What needs to be done:
Only a number is wanted here: the count of lines in the entries below that contain the word "data".
★ ★ ★ ★ ★
use chrono::Utc;
use std::sync::Arc;
use validator::Validate;

use crate::core::error::{AppError, Result};
use crate::features::reports::dtos::{CreateReportDto, PhotoUpload, ReportResponseDto};
use crate::features::reports::models::{CreateReport, Report, ReportStatus};
use crate::features::reports::store::ReportStore;
use crate::modules::storage::LocalImageStorage;
use crate::shared::constants::DEFAULT_LOCATION;
use crate::shared::validation::first_error_message;

/// Service for report operations
pub struct ReportService {
    store: Arc<ReportStore>,
    storage: Arc<LocalImageStorage>,
}

impl ReportService {
    pub fn new(store: Arc<ReportStore>, storage: Arc<LocalImageStorage>) -> Self {
        Self { store, storage }
    }

    /// Validate a submission, store its photo if any, and persist it.
    ///
    /// Text fields are trimmed first. A blank location becomes "Not specified".
    /// If the insert fails after the photo was written, the photo is removed again.
    pub async fn create_report(
        &self,
        issue_type: &str,
        description: &str,
        location: Option<&str>,
        photo: Option<PhotoUpload>,
    ) -> Result<Report> {
        let location = location.map(str::trim).unwrap_or_default();
        let dto = CreateReportDto {
            issue_type: issue_type.trim().to_string(),
            description: description.trim().to_string(),
            location: if location.is_empty() {
                DEFAULT_LOCATION.to_string()
            } else {
                location.to_string()
            },
        };

        dto.validate().map_err(|e| {
            AppError::Validation(first_error_message(&e, CreateReportDto::FIELD_ORDER))
        })?;

        let image_filename = match photo {
            Some(photo) => {
                if !LocalImageStorage::validate_extension(&photo.filename) {
                    return Err(AppError::Validation(
                        "Invalid file type. Only JPG and PNG allowed".to_string(),
                    ));
                }
                Some(self.storage.store(&photo.data, &photo.filename).await?)
            }
            None => None,
        };

        let data = CreateReport {
            issue_type: dto.issue_type,
            description: dto.description,
            location: dto.location,
            image_filename,
        };

        let report = match self.store.create(&data).await {
            Ok(report) => report,
            Err(e) => {
                if let Some(filename) = &data.image_filename {
                    self.storage.delete(filename).await;
                }
                return Err(e);
            }
        };

        tracing::info!(
            "Report created: id={}, type={}",
            report.id,
            report.issue_type
        );

        Ok(report)
    }

    /// All reports, newest first
    pub async fn list_reports(&self) -> Result<Vec<Report>> {
        self.store.list_all().await
    }

    /// Shape a report for the wire, computing its age against the current time
    pub fn to_response(&self, report: Report) -> ReportResponseDto {
        ReportResponseDto::from_report(report, &self.storage, Utc::now())
    }

    /// Change a report's status to "Active" or "Resolved"
    pub async fn update_status(&self, id: i64, new_status: &str) -> Result<Report> {
        let existing = self.get_report(id).await?;

        let status: ReportStatus = new_status.trim().parse().map_err(|_| {
            AppError::Validation("Invalid status. Must be \"Active\" or \"Resolved\"".to_string())
        })?;

        let report = self
            .store
            .update_status(id, status)
            .await?
            .ok_or_else(|| report_not_found(id))?;

        tracing::info!(
            "Report {} status changed: {} -> {}",
            id,
            existing.status,
            report.status
        );

        Ok(report)
    }

    /// Delete a report and, best-effort, its photo
    pub async fn delete_report(&self, id: i64) -> Result<()> {
        let report = self.get_report(id).await?;

        if let Some(filename) = &report.image_filename {
            self.storage.delete(filename).await;
        }

        if !self.store.delete(id).await? {
            return Err(report_not_found(id));
        }

        tracing::info!("Report {} deleted successfully", id);
        Ok(())
    }

    /// Fetch a report, failing with NotFound when the id is unknown
    pub async fn get_report(&self, id: i64) -> Result<Report> {
        self.store
            .get(id)
            .await?
            .ok_or_else(|| report_not_found(id))
    }
}

fn report_not_found(id: i64) -> AppError {
    tracing::debug!("Report {} not found", id);
    AppError::NotFound("Report not found".to_string())
}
★ ★ ★ ★ ★
Written response:
4